Virma (Il caldo che non arriva)
Virma ha tutta l’aria della battona.
Quell’aria di battona sfatta che hanno le settantenni che hanno passato una vita sull’angolo di via delle seggiole: un enfisema di rossetto sguaiato e multiflter, le calze smagliate e l’addome di chi ti potrebbe dire che con la dentiera ti farà vedere le stelle, mentre senza ti porterà in paradiso.
Virma sposta lentamente le sue vene varicose, con la lentezza di chi cammina nel caldo.
Ma quest’anno il caldo non arriva e Virma, che d’inverno non si vede mai, ha un’aria imbarazzata.

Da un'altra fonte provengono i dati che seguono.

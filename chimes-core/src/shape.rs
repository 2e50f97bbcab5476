//! Resolution of symbolic field sizes into concrete shapes.
//!
//! A field's `size` lists dimension tags. Each tag resolves to the number of sectors assigned
//! to it: no tags is a scalar, one tag a vector and two tags a matrix whose first axis is the
//! row sector and second axis the column sector.

use crate::dependency::{resolve_input, InputSource};
use crate::errors::{ChimesError, ChimesResult};
use crate::registry::FieldRegistry;
use crate::tensor::Shape;
use log::debug;
use serde::{Deserialize, Serialize};
use std::collections::BTreeMap;

/// Sector labels per dimension tag, e.g. `Nprod -> ["agri", "industry"]`.
///
/// Tags given here override the default labels declared by the registry.
#[derive(Debug, Clone, Default, PartialEq, Serialize, Deserialize)]
#[serde(transparent)]
pub struct SectorAssignment {
    sectors: BTreeMap<String, Vec<String>>,
}

impl SectorAssignment {
    pub fn new() -> Self {
        Self::default()
    }

    pub fn with_sectors<I, S>(mut self, tag: impl Into<String>, labels: I) -> Self
    where
        I: IntoIterator<Item = S>,
        S: Into<String>,
    {
        self.set(tag, labels);
        self
    }

    pub fn set<I, S>(&mut self, tag: impl Into<String>, labels: I)
    where
        I: IntoIterator<Item = S>,
        S: Into<String>,
    {
        self.sectors
            .insert(tag.into(), labels.into_iter().map(Into::into).collect());
    }

    pub fn get(&self, tag: &str) -> Option<&[String]> {
        self.sectors.get(tag).map(Vec::as_slice)
    }

    pub fn iter(&self) -> impl Iterator<Item = (&str, &[String])> {
        self.sectors
            .iter()
            .map(|(tag, labels)| (tag.as_str(), labels.as_slice()))
    }

    pub fn is_empty(&self) -> bool {
        self.sectors.is_empty()
    }
}

/// The resolved shape of a field and the dimension tag of each axis.
#[derive(Debug, Clone, PartialEq, Serialize, Deserialize)]
pub struct FieldLayout {
    pub shape: Shape,
    /// Dimension tag of each axis.
    ///
    /// Tags only name the axes. Elementwise operations compare lengths, so an `[Nprod]` vector
    /// combines with an `[Nregion]` vector whenever both tags resolve to the same number of
    /// sectors.
    pub dims: Vec<String>,
}

#[derive(Debug, Clone, PartialEq)]
pub struct ResolvedShapes {
    /// One layout per field, in registry order
    pub layouts: Vec<FieldLayout>,
    /// The effective sector labels of every known tag
    pub sectors: BTreeMap<String, Vec<String>>,
}

impl ResolvedShapes {
    /// Sector labels of each axis of a layout.
    pub fn axis_labels(&self, layout: &FieldLayout) -> Vec<&[String]> {
        layout
            .dims
            .iter()
            .filter_map(|tag| self.sectors.get(tag).map(Vec::as_slice))
            .collect()
    }
}

fn check_labels(tag: &str, labels: &[String]) -> Result<usize, String> {
    if labels.is_empty() {
        return Err(format!("dimension '{}' has no sectors", tag));
    }
    for (i, label) in labels.iter().enumerate() {
        if labels[..i].contains(label) {
            return Err(format!(
                "dimension '{}' lists sector '{}' more than once",
                tag, label
            ));
        }
    }
    Ok(labels.len())
}

/// Resolve the shape of every field and check each evaluator against the declared shape.
///
/// An evaluator may produce exactly the declared shape, or a scalar which is broadcast.
/// Optional inputs that fall back to a constant count as scalars.
pub fn resolve_shapes(
    registry: &FieldRegistry,
    assignment: &SectorAssignment,
) -> ChimesResult<ResolvedShapes> {
    let mut sectors: BTreeMap<String, Vec<String>> = registry
        .dimensions()
        .iter()
        .map(|d| (d.tag.clone(), d.labels.clone()))
        .collect();
    for (tag, labels) in assignment.iter() {
        let known = sectors.contains_key(tag)
            || registry
                .fields()
                .iter()
                .any(|field| field.size().iter().any(|t| t == tag));
        if !known {
            return Err(ChimesError::shape(
                tag,
                format!(
                    "sectors assigned to dimension '{}' which no field or dimension declares",
                    tag
                ),
            ));
        }
        sectors.insert(tag.to_string(), labels.to_vec());
    }

    let mut layouts = Vec::with_capacity(registry.len());
    for field in registry.fields() {
        let mut lengths = vec![];
        for tag in field.size() {
            let labels = sectors.get(tag).ok_or_else(|| {
                ChimesError::shape(field.name(), format!("unknown dimension tag '{}'", tag))
            })?;
            let n = check_labels(tag, labels).map_err(|e| ChimesError::shape(field.name(), e))?;
            lengths.push(n);
        }
        let shape = match lengths.as_slice() {
            [] => Shape::Scalar,
            [n] => Shape::Vector(*n),
            [rows, cols] => Shape::Matrix(*rows, *cols),
            _ => {
                return Err(ChimesError::shape(
                    field.name(),
                    format!(
                        "at most two dimension tags are supported, got {:?}",
                        field.size()
                    ),
                ))
            }
        };
        layouts.push(FieldLayout {
            shape,
            dims: field.size().to_vec(),
        });
    }

    for (field, layout) in registry.fields().iter().zip(&layouts) {
        let evaluator = match field.evaluator() {
            Some(evaluator) => evaluator,
            None => continue,
        };
        let shape_of = |name: &String| -> Option<Shape> {
            let input = evaluator.input(name)?;
            match resolve_input(field.name(), input, registry).ok()? {
                InputSource::Field(j) => Some(layouts[j].shape),
                InputSource::Fallback(_) => Some(Shape::Scalar),
            }
        };
        let produced = evaluator
            .expr()
            .infer_shape(&shape_of)
            .map_err(|reason| ChimesError::shape(field.name(), reason))?;
        if !layout.shape.accepts(produced) {
            return Err(ChimesError::shape(
                field.name(),
                format!(
                    "declared as {} but `{}` yields {}",
                    layout.shape,
                    evaluator.expr(),
                    produced
                ),
            ));
        }
    }

    debug!(
        "Resolved shapes: {:?}",
        registry
            .names()
            .zip(&layouts)
            .filter(|(_, layout)| layout.shape != Shape::Scalar)
            .map(|(name, layout)| format!("{}: {}", name, layout.shape))
            .collect::<Vec<_>>()
    );
    Ok(ResolvedShapes { layouts, sectors })
}

#[cfg(test)]
mod tests {
    use super::*;
    use crate::expr::{matmul, sum_axis, transpose, var};
    use crate::field::{Evaluator, Field};

    fn registry() -> FieldRegistry {
        FieldRegistry::new()
            .with_dimension("Nprod", ["MONO"])
            .with_field(Field::parameter("a", 1.0))
            .with_field(Field::parameter("p", 1.0).with_size(["Nprod"]))
            .with_field(Field::parameter("Gamma", 0.1).with_size(["Nprod", "Nprod"]))
    }

    fn shape_of(shapes: &ResolvedShapes, registry: &FieldRegistry, name: &str) -> Shape {
        shapes.layouts[registry.position(name).unwrap()].shape
    }

    #[test]
    fn defaults_and_overrides() {
        let registry = registry();
        let shapes = resolve_shapes(&registry, &SectorAssignment::new()).unwrap();
        assert_eq!(shape_of(&shapes, &registry, "a"), Shape::Scalar);
        assert_eq!(shape_of(&shapes, &registry, "p"), Shape::Vector(1));
        assert_eq!(shape_of(&shapes, &registry, "Gamma"), Shape::Matrix(1, 1));

        let assignment =
            SectorAssignment::new().with_sectors("Nprod", ["agri", "industry", "services"]);
        let shapes = resolve_shapes(&registry, &assignment).unwrap();
        assert_eq!(shape_of(&shapes, &registry, "p"), Shape::Vector(3));
        assert_eq!(shape_of(&shapes, &registry, "Gamma"), Shape::Matrix(3, 3));
        let layout = &shapes.layouts[2];
        assert_eq!(shapes.axis_labels(layout).len(), 2);
        assert_eq!(shapes.axis_labels(layout)[1][2], "services");
    }

    #[test]
    fn bad_dimensions() {
        let unknown = registry().with_field(Field::parameter("q", 1.0).with_size(["Nregion"]));
        let err = resolve_shapes(&unknown, &SectorAssignment::new()).unwrap_err();
        assert!(matches!(err, ChimesError::Shape { ref field, .. } if field == "q"));

        let empty = SectorAssignment::new().with_sectors("Nprod", Vec::<String>::new());
        assert!(resolve_shapes(&registry(), &empty).is_err());

        let duplicated = SectorAssignment::new().with_sectors("Nprod", ["agri", "agri"]);
        let err = resolve_shapes(&registry(), &duplicated).unwrap_err();
        assert!(err.to_string().contains("more than once"));

        let cube = registry()
            .with_field(Field::parameter("T", 1.0).with_size(["Nprod", "Nprod", "Nprod"]));
        assert!(resolve_shapes(&cube, &SectorAssignment::new()).is_err());
    }

    #[test]
    fn evaluators_must_fit() {
        let assignment = SectorAssignment::new().with_sectors("Nprod", ["agri", "industry"]);

        let ok = registry()
            .with_field(
                Field::statevar("demand", matmul(var("Gamma"), var("p"))).with_size(["Nprod"]),
            )
            .with_field(Field::statevar("total", sum_axis(var("p"), 0)))
            .with_field(
                Field::statevar("flows", var("Gamma") * transpose(var("p")))
                    .with_size(["Nprod", "Nprod"]),
            )
            .with_field(Field::statevar("uniform", var("a") * 2.0).with_size(["Nprod"]));
        assert!(resolve_shapes(&ok, &assignment).is_ok());

        // A matrix cannot feed a scalar field without a reduction
        let bad = registry().with_field(Field::statevar("x", var("Gamma") * var("a")));
        let err = resolve_shapes(&bad, &assignment).unwrap_err();
        assert!(matches!(err, ChimesError::Shape { ref field, .. } if field == "x"));

        let bad = registry()
            .with_field(Field::statevar("x", var("Gamma") + var("a")).with_size(["Nprod"]));
        assert!(resolve_shapes(&bad, &assignment).is_err());
    }

    #[test]
    fn assignment_must_name_a_used_tag() {
        let typo = SectorAssignment::new().with_sectors("Nprd", ["agri", "industry"]);
        let err = resolve_shapes(&registry(), &typo).unwrap_err();
        assert!(matches!(err, ChimesError::Shape { ref field, .. } if field == "Nprd"));

        // Tags used only in a field's size can be assigned without a dimension declaration
        let regions = registry().with_field(Field::parameter("q", 1.0).with_size(["Nregion"]));
        let assignment = SectorAssignment::new().with_sectors("Nregion", ["north", "south"]);
        let shapes = resolve_shapes(&regions, &assignment).unwrap();
        assert_eq!(shape_of(&shapes, &regions, "q"), Shape::Vector(2));
    }

    #[test]
    fn axes_of_equal_length_combine() {
        let registry = registry()
            .with_dimension("Nregion", ["north", "south"])
            .with_field(Field::parameter("q", 1.0).with_size(["Nregion"]))
            .with_field(Field::statevar("mixed", var("p") * var("q")).with_size(["Nprod"]));

        let assignment = SectorAssignment::new().with_sectors("Nprod", ["agri", "industry"]);
        let shapes = resolve_shapes(&registry, &assignment).unwrap();
        assert_eq!(shape_of(&shapes, &registry, "mixed"), Shape::Vector(2));

        let assignment =
            SectorAssignment::new().with_sectors("Nprod", ["agri", "industry", "services"]);
        let err = resolve_shapes(&registry, &assignment).unwrap_err();
        assert!(matches!(err, ChimesError::Shape { ref field, .. } if field == "mixed"));
    }

    #[test]
    fn fallbacks_are_scalars() {
        let registry = registry().with_field(
            Field::statevar(
                "x",
                Evaluator::parse("p * scale").unwrap().with_optional("scale", 1.0),
            )
            .with_size(["Nprod"]),
        );
        assert!(resolve_shapes(&registry, &SectorAssignment::new()).is_ok());
    }
}
//! The field registry: the complete, ordered set of fields that define a model.
//!
//! Declaration order is significant. It breaks ties in the statevar evaluation order, so the
//! registry keeps fields in a `Vec` and indexes them by name.

use crate::dependency::resolve_input;
use crate::errors::{ChimesError, ChimesResult};
use crate::field::{Field, FieldSpec};
use serde::{Deserialize, Serialize};
use std::collections::HashMap;

/// A dimension tag and the sector labels it resolves to unless a model build overrides them.
#[derive(Debug, Clone, PartialEq, Serialize, Deserialize)]
pub struct Dimension {
    pub tag: String,
    pub labels: Vec<String>,
    #[serde(default, skip_serializing_if = "Option::is_none")]
    pub comment: Option<String>,
}

impl Dimension {
    pub fn new<I, S>(tag: impl Into<String>, labels: I) -> Self
    where
        I: IntoIterator<Item = S>,
        S: Into<String>,
    {
        Self {
            tag: tag.into(),
            labels: labels.into_iter().map(Into::into).collect(),
            comment: None,
        }
    }
}

/// Data-level form of a registry, as found in a definition file.
#[derive(Debug, Clone, Default, PartialEq, Serialize, Deserialize)]
pub struct RegistrySpec {
    #[serde(default)]
    pub dimensions: Vec<Dimension>,
    #[serde(default)]
    pub fields: Vec<FieldSpec>,
}

#[derive(Debug, Clone, Default, PartialEq, Serialize, Deserialize)]
#[serde(try_from = "RegistrySpec", into = "RegistrySpec")]
pub struct FieldRegistry {
    fields: Vec<Field>,
    index: HashMap<String, usize>,
    dimensions: Vec<Dimension>,
}

impl FieldRegistry {
    pub fn new() -> Self {
        Self::default()
    }

    /// Add a field, replacing any existing field of the same name in place.
    pub fn with_field(mut self, field: Field) -> Self {
        self.upsert(field);
        self
    }

    /// Declare the default sector labels of a dimension tag, replacing earlier declarations.
    pub fn with_dimension<I, S>(mut self, tag: impl Into<String>, labels: I) -> Self
    where
        I: IntoIterator<Item = S>,
        S: Into<String>,
    {
        self.set_dimension(Dimension::new(tag, labels));
        self
    }

    /// Insert or replace a field. Returns the replaced field, if any.
    ///
    /// A replaced field keeps its position in the declaration order.
    pub fn upsert(&mut self, field: Field) -> Option<Field> {
        match self.index.get(field.name()) {
            Some(&i) => Some(std::mem::replace(&mut self.fields[i], field)),
            None => {
                self.index.insert(field.name().to_string(), self.fields.len());
                self.fields.push(field);
                None
            }
        }
    }

    /// Remove a field, shifting later fields up by one position.
    pub fn remove(&mut self, name: &str) -> Option<Field> {
        let i = self.index.remove(name)?;
        let field = self.fields.remove(i);
        for position in self.index.values_mut() {
            if *position > i {
                *position -= 1;
            }
        }
        Some(field)
    }

    pub fn set_dimension(&mut self, dimension: Dimension) {
        match self.dimensions.iter_mut().find(|d| d.tag == dimension.tag) {
            Some(existing) => *existing = dimension,
            None => self.dimensions.push(dimension),
        }
    }

    pub fn get(&self, name: &str) -> Option<&Field> {
        self.index.get(name).map(|&i| &self.fields[i])
    }

    pub fn contains(&self, name: &str) -> bool {
        self.index.contains_key(name)
    }

    /// Position of a field in declaration order.
    pub fn position(&self, name: &str) -> Option<usize> {
        self.index.get(name).copied()
    }

    /// Fields in declaration order
    pub fn fields(&self) -> &[Field] {
        &self.fields
    }

    pub fn names(&self) -> impl Iterator<Item = &str> {
        self.fields.iter().map(Field::name)
    }

    pub fn len(&self) -> usize {
        self.fields.len()
    }

    pub fn is_empty(&self) -> bool {
        self.fields.is_empty()
    }

    pub fn dimensions(&self) -> &[Dimension] {
        &self.dimensions
    }

    pub fn dimension(&self, tag: &str) -> Option<&Dimension> {
        self.dimensions.iter().find(|d| d.tag == tag)
    }

    /// Check every field definition and that every required input names a field.
    pub fn validate(&self) -> ChimesResult<()> {
        for field in &self.fields {
            field.validate()?;
            if let Some(evaluator) = field.evaluator() {
                for input in evaluator.inputs() {
                    resolve_input(field.name(), input, self)?;
                }
            }
        }
        Ok(())
    }

    /// Read and validate a registry from a TOML definition.
    ///
    /// ```toml
    /// [[dimensions]]
    /// tag = "Nprod"
    /// labels = ["MONO"]
    ///
    /// [[fields]]
    /// name = "r"
    /// kind = "parameter"
    /// value = 0.03
    /// ```
    pub fn from_toml_str(text: &str) -> ChimesResult<Self> {
        let spec: RegistrySpec = toml::from_str(text)?;
        let registry = FieldRegistry::try_from(spec)?;
        registry.validate()?;
        Ok(registry)
    }

    pub fn to_toml_string(&self) -> ChimesResult<String> {
        toml::to_string(&RegistrySpec::from(self.clone()))
            .map_err(|e| ChimesError::Config(e.to_string()))
    }
}

impl TryFrom<RegistrySpec> for FieldRegistry {
    type Error = ChimesError;

    /// Converts every field definition. Duplicate names are rejected; dangling inputs are
    /// left to [`FieldRegistry::validate`] so that partial registries can be merged.
    fn try_from(spec: RegistrySpec) -> ChimesResult<Self> {
        let mut registry = FieldRegistry::new();
        for dimension in spec.dimensions {
            registry.set_dimension(dimension);
        }
        for field_spec in spec.fields {
            let field = Field::try_from(field_spec)?;
            if registry.contains(field.name()) {
                return Err(ChimesError::definition(
                    field.name(),
                    "field is defined more than once",
                ));
            }
            registry.upsert(field);
        }
        Ok(registry)
    }
}

impl From<FieldRegistry> for RegistrySpec {
    fn from(registry: FieldRegistry) -> Self {
        RegistrySpec {
            dimensions: registry.dimensions,
            fields: registry.fields.into_iter().map(FieldSpec::from).collect(),
        }
    }
}

#[cfg(test)]
mod tests {
    use super::*;
    use crate::expr::var;
    use crate::field::{Evaluator, Kind};

    fn registry() -> FieldRegistry {
        FieldRegistry::new()
            .with_dimension("Nprod", ["MONO"])
            .with_field(Field::parameter("r", 0.1))
            .with_field(Field::differential("X", var("r") * var("X"), 1.0))
            .with_field(Field::statevar("Y", var("X") * 2.0))
    }

    #[test]
    fn declaration_order() {
        let registry = registry();
        assert_eq!(registry.names().collect::<Vec<_>>(), vec!["r", "X", "Y"]);
        assert_eq!(registry.position("Y"), Some(2));
        assert!(registry.validate().is_ok());
    }

    #[test]
    fn upsert_keeps_position() {
        let mut registry = registry();
        let replaced = registry.upsert(Field::parameter("X", 2.0));
        assert_eq!(replaced.map(|f| f.kind()), Some(Kind::Differential));
        assert_eq!(registry.position("X"), Some(1));
        assert_eq!(registry.get("X").unwrap().kind(), Kind::Parameter);
    }

    #[test]
    fn remove_reindexes() {
        let mut registry = registry();
        assert!(registry.remove("r").is_some());
        assert_eq!(registry.position("X"), Some(0));
        assert_eq!(registry.position("Y"), Some(1));
        assert!(registry.remove("r").is_none());

        // X now reads a field which no longer exists
        let err = registry.validate().unwrap_err();
        assert!(matches!(err, ChimesError::Definition { ref field, .. } if field == "X"));
    }

    #[test]
    fn optional_inputs_do_not_dangle() {
        let registry = registry().with_field(Field::statevar(
            "Z",
            Evaluator::parse("Y - tax").unwrap().with_optional("tax", 0.0),
        ));
        assert!(registry.validate().is_ok());
    }

    #[test]
    fn dimensions_are_replaced() {
        let registry = registry().with_dimension("Nprod", ["agri", "industry"]);
        assert_eq!(registry.dimensions().len(), 1);
        assert_eq!(registry.dimension("Nprod").unwrap().labels.len(), 2);
    }

    #[test]
    fn load_from_toml() {
        let registry = FieldRegistry::from_toml_str(
            r#"
            [[dimensions]]
            tag = "Nprod"
            labels = ["MONO"]

            [[fields]]
            name = "r"
            kind = "parameter"
            value = 0.1
            units = "y^{-1}"

            [[fields]]
            name = "X"
            kind = "differential"
            func = "r * X"
            initial = 1.0
            "#,
        )
        .unwrap();
        assert_eq!(registry.len(), 2);
        assert_eq!(registry.get("r").unwrap().metadata().units.as_deref(), Some("y^{-1}"));
        assert_eq!(
            registry.get("X").unwrap().evaluator().unwrap().expr(),
            &(var("r") * var("X"))
        );
    }

    #[test]
    fn toml_errors() {
        let duplicate = r#"
            [[fields]]
            name = "r"
            kind = "parameter"
            value = 0.1

            [[fields]]
            name = "r"
            kind = "parameter"
            value = 0.2
            "#;
        assert!(matches!(
            FieldRegistry::from_toml_str(duplicate),
            Err(ChimesError::Definition { .. })
        ));

        let dangling = r#"
            [[fields]]
            name = "Y"
            kind = "statevar"
            func = "a + b"
            "#;
        assert!(matches!(
            FieldRegistry::from_toml_str(dangling),
            Err(ChimesError::Definition { .. })
        ));

        let unknown_kind = r#"
            [[fields]]
            name = "Y"
            kind = "algebraic"
            "#;
        assert!(matches!(
            FieldRegistry::from_toml_str(unknown_kind),
            Err(ChimesError::Config(_))
        ));
    }

    #[test]
    fn toml_round_trip() {
        let registry = registry();
        let text = registry.to_toml_string().unwrap();
        let back = FieldRegistry::from_toml_str(&text).unwrap();
        assert_eq!(back, registry);
    }
}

Imbarazzata di questo fresco che dorme a finestre chiuse, imbarazzata di quest’aria frizzante che ancora non ingombra l’autostrada di ombrelloni e, come lei, una moltitudine: il tipo che si affaccia al balcone per aprire le finestre in mutande con quell’incuranza di afa che libera le canottiere, il tizio che prende a spintoni la moglie che si attarda sulle strisce mentre diventa rosso, o il solito tassista che sfiata rabbia come una balena contro le biciclette nella corsia preferenziale, anche se ha tutto lo spazio per superare…
Vi è in questo caldo che non arriva, quello stesso caldo che quando arriva diventa il malessere di tutti e il luogo comune di ogni conversazione, lo stupore del calendario di avvento senza natale.
Come se vi fosse nel caldo l’occasione di poter essere se stessi, come se quei pantaloncini da tennis tirati sotto l’ombelico per mimare un 46 quando l’addome misura 54 non fossero una disgrazia che esce fuori spinta dall’asfalto rovente, ma la vera natura di chi l’indossa e che aspetta solo il tempo per poter tornare alla luce.